- Directed by: Henri-Georges Clouzot
- Written by: Henri-Georges Clouzot Jean Ferry José-André Lacour
- Starring: Serge Reggiani Romy Schneider
- Cinematography: Andréas Winding
- Release date: 1964;
- Country: France
- Language: French

= Henri-Georges Clouzot's Inferno =

Henri-Georges Clouzot's Inferno (French title: L'Enfer d'Henri-Georges Clouzot) is a film directed, written and produced by Henri-Georges Clouzot, cinematography by Andréas Winding and Armand Thirard, which remained unfinished in 1964. It was presented in 2009 as a full-length semi-documentary by Serge Bromberg.

==History==
The film depicts the extreme jealousy of a hotelier, Marcel (Serge Reggiani, then 42 years old), towards his wife, Odette (Romy Schneider, then 26 years old). It was shot partly in black-and-white, partly in colour. Clouzot selected the title as an allusion to Dante's Inferno, and the names Odette and Marcel refer to characters in Marcel Proust's novel À la recherche du temps perdu.

Despite an unlimited budget from Columbia Pictures—Clouzot worked with three crews and 150 technicians—the shooting was beset by severe problems: everyone suffered from the record heat during July in the Cantal region; the main actor Serge Reggiani claimed to be ill (Jean-Louis Trintignant was asked to replace him); the artificial lake below the Garabit viaduct, an important part of the location, was about to be emptied by the local authorities; then Clouzot suffered a heart attack and was hospitalised in Saint-Flour. After three weeks, the film was abandoned.

==Cast==

- Romy Schneider, Odette
- Serge Reggiani, Marcel
- Dany Carrel, Marylou
- Jean-Claude Bercq, Martineau
- Catherine Allégret, Yvette
- Blanchette Brunoy, Clotilde
- Mario David, Julien

==Other versions==
In 1994, Claude Chabrol used the screenplay by Clouzot to make his film L'Enfer.

In 2009, Serge Bromberg and Ruxandra Medrea released a 94-minute documentary with material selected from 15 hours (185 reels) of found scenes under the name L'Enfer d'Henri-Georges Clouzot. Bromberg was caught for two hours in a stalled elevator with a woman who turned out to be Clouzot's second wife, Inès de Gonzalez. Upon learning the identity of the woman and of the existence of the footage, Bromberg convinced her to release it to make his film. The documentary includes interviews with nine cast and crew members, notably Catherine Allégret, the production assistant from 1964, Costa Gavras, and the assistant cinematographer William Lubtchansky. Bromberg used the actors Bérénice Bejo and Jacques Gamblin to shoot some scenes where dialogue had to be delivered; the found material, which included some 30 hours of soundtrack, didn't contain suitable material.

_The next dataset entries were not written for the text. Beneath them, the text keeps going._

use astra::Response;
use thiserror::Error;

use crate::importer::ImportError;

/// Errors originating from either the server logic
/// (routing, missing resources, etc.) or downstream layers (DB).
#[derive(Debug, Error)]
pub enum ServerError {
    #[error("Not Found")]
    NotFound,
    #[error("Bad Request: {0}")]
    BadRequest(String),
    #[error("Payload Too Large: limit is {limit} bytes")]
    PayloadTooLarge { limit: u64 },
    #[error("Database Error: {0}")]
    DbError(String),
    #[error("Internal Server Error")]
    InternalError,
}

// Type alias commonly used by route handlers.
pub type ResultResp = Result<Response, ServerError>;

impl From<rusqlite::Error> for ServerError {
    fn from(err: rusqlite::Error) -> Self {
        ServerError::DbError(err.to_string())
    }
}

impl From<ImportError> for ServerError {
    fn from(err: ImportError) -> Self {
        ServerError::BadRequest(err.to_string())
    }
}
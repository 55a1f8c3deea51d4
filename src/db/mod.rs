pub mod connection;
pub mod properties;
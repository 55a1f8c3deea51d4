//! Turns one tokenized CSV row into a [`PropertyRecord`].
//!
//! Expected columns, in order:
//!
//! | idx | field           |
//! |-----|-----------------|
//! | 0   | prefecture      |
//! | 1   | city            |
//! | 2   | town            |
//! | 3   | chome           |
//! | 4   | banchi          |
//! | 5   | go              |
//! | 6   | building        |
//! | 7   | price           |
//! | 8   | nearest_station |
//! | 9   | property_type   |
//! | 10  | land_area       |

use csv::StringRecord;
use std::fmt;
use std::num::ParseIntError;
use thiserror::Error;

use super::digits::parse_with_fallback;
use crate::domain::property::PropertyRecord;

pub const FIELD_COUNT: usize = 11;

/// The numeric columns, named for rejection messages.
#[derive(Debug, Clone, Copy, PartialEq, Eq)]
pub enum NumericField {
    Chome,
    Banchi,
    Go,
    Price,
}

impl fmt::Display for NumericField {
    fn fmt(&self, f: &mut fmt::Formatter<'_>) -> fmt::Result {
        let name = match self {
            NumericField::Chome => "chome",
            NumericField::Banchi => "banchi",
            NumericField::Go => "go",
            NumericField::Price => "price",
        };
        f.write_str(name)
    }
}

/// Why a row was not turned into a record.
#[derive(Debug, Error, PartialEq, Eq)]
pub enum RowRejection {
    #[error("expected 11 fields, found {found}")]
    MalformedRow { found: usize },

    #[error("failed to parse {field} from {value:?}: {source}")]
    InvalidNumber {
        field: NumericField,
        value: String,
        #[source]
        source: ParseIntError,
    },
}

#[derive(Debug, Clone, Copy, Default)]
pub struct RowParser {
    widen_price: bool,
}

impl RowParser {
    pub fn new() -> Self {
        Self::default()
    }

    /// Also apply the full-width fallback to `price`. Off by default, in
    /// which case price must already be ASCII.
    pub fn widen_price(mut self, enabled: bool) -> Self {
        self.widen_price = enabled;
        self
    }

    /// Validates shape first, then the numeric columns in column order.
    /// Text columns are taken verbatim, empty strings included.
    pub fn parse(&self, row: &StringRecord) -> Result<PropertyRecord, RowRejection> {
        if row.len() != FIELD_COUNT {
            return Err(RowRejection::MalformedRow { found: row.len() });
        }

        let chome = sub_address(row, 3, NumericField::Chome)?;
        let banchi = sub_address(row, 4, NumericField::Banchi)?;
        let go = sub_address(row, 5, NumericField::Go)?;
        let price = self.price(&row[7])?;

        Ok(PropertyRecord {
            prefecture: row[0].to_string(),
            city: row[1].to_string(),
            town: row[2].to_string(),
            chome,
            banchi,
            go,
            building: row[6].to_string(),
            price,
            nearest_station: row[8].to_string(),
            property_type: row[9].to_string(),
            land_area: row[10].to_string(),
        })
    }

    fn price(&self, value: &str) -> Result<i64, RowRejection> {
        let parsed = if self.widen_price {
            parse_with_fallback::<i64>(value)
        } else {
            value.parse::<i64>()
        };

        parsed.map_err(|source| RowRejection::InvalidNumber {
            field: NumericField::Price,
            value: value.to_string(),
            source,
        })
    }
}

fn sub_address(row: &StringRecord, idx: usize, field: NumericField) -> Result<u32, RowRejection> {
    let value = &row[idx];
    parse_with_fallback::<u32>(value).map_err(|source| RowRejection::InvalidNumber {
        field,
        value: value.to_string(),
        source,
    })
}
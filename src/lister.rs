// src/lister.rs
use serde::Serialize;
use tracing::error;

use crate::domain::property::{full_address, PropertyRecord, StoredProperty};
use crate::domain::repository::PropertyRepository;
use crate::errors::ServerError;

/// One property as returned by the list endpoint.
#[derive(Debug, Serialize)]
pub struct PropertyView {
    pub id: i64,
    pub full_address: String,
    #[serde(flatten)]
    pub record: PropertyRecord,
}

impl From<StoredProperty> for PropertyView {
    fn from(stored: StoredProperty) -> Self {
        Self {
            id: stored.id,
            full_address: full_address(&stored.record),
            record: stored.record,
        }
    }
}

#[derive(Debug, Serialize)]
pub struct ListResponse {
    pub message: String,
    pub properties: Vec<PropertyView>,
}

pub struct ListerService<R> {
    repo: R,
}

impl<R: PropertyRepository> ListerService<R> {
    pub fn new(repo: R) -> Self {
        Self { repo }
    }

    pub fn list(&self) -> Result<ListResponse, ServerError> {
        let stored = self.repo.list_all().map_err(|e| {
            // storage detail stays in the log
            error!(error = %e, "failed to list properties");
            ServerError::InternalError
        })?;

        let properties: Vec<PropertyView> = stored.into_iter().map(PropertyView::from).collect();

        Ok(ListResponse {
            message: format!("Got {} properties data.", properties.len()),
            properties,
        })
    }
}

The film was shown out-of-competition at the 2009 Cannes Film Festival, at the 2009 Toronto International Film Festival, and film festivals in New York, Vancouver, London and Rotterdam; it was nationally released in France on 11 November 2009. In 2010 it received the César Award for Best Documentary.

L'Enfer by Nicolas Badout is a comic-book adaptation of the film, published by Éditions Sarbacane in 2025.

==Visual effects==
The film features several innovative and practical lighting techniques. Most notably in the psychedelic climax of the film, rotating lighting rigs were placed in-front of the camera and actors. The final effect created the illusion of the actors' faces transitioning between emotions, and personalities. They would also slowly change their emotions intensifying the effect when synced to each rotation.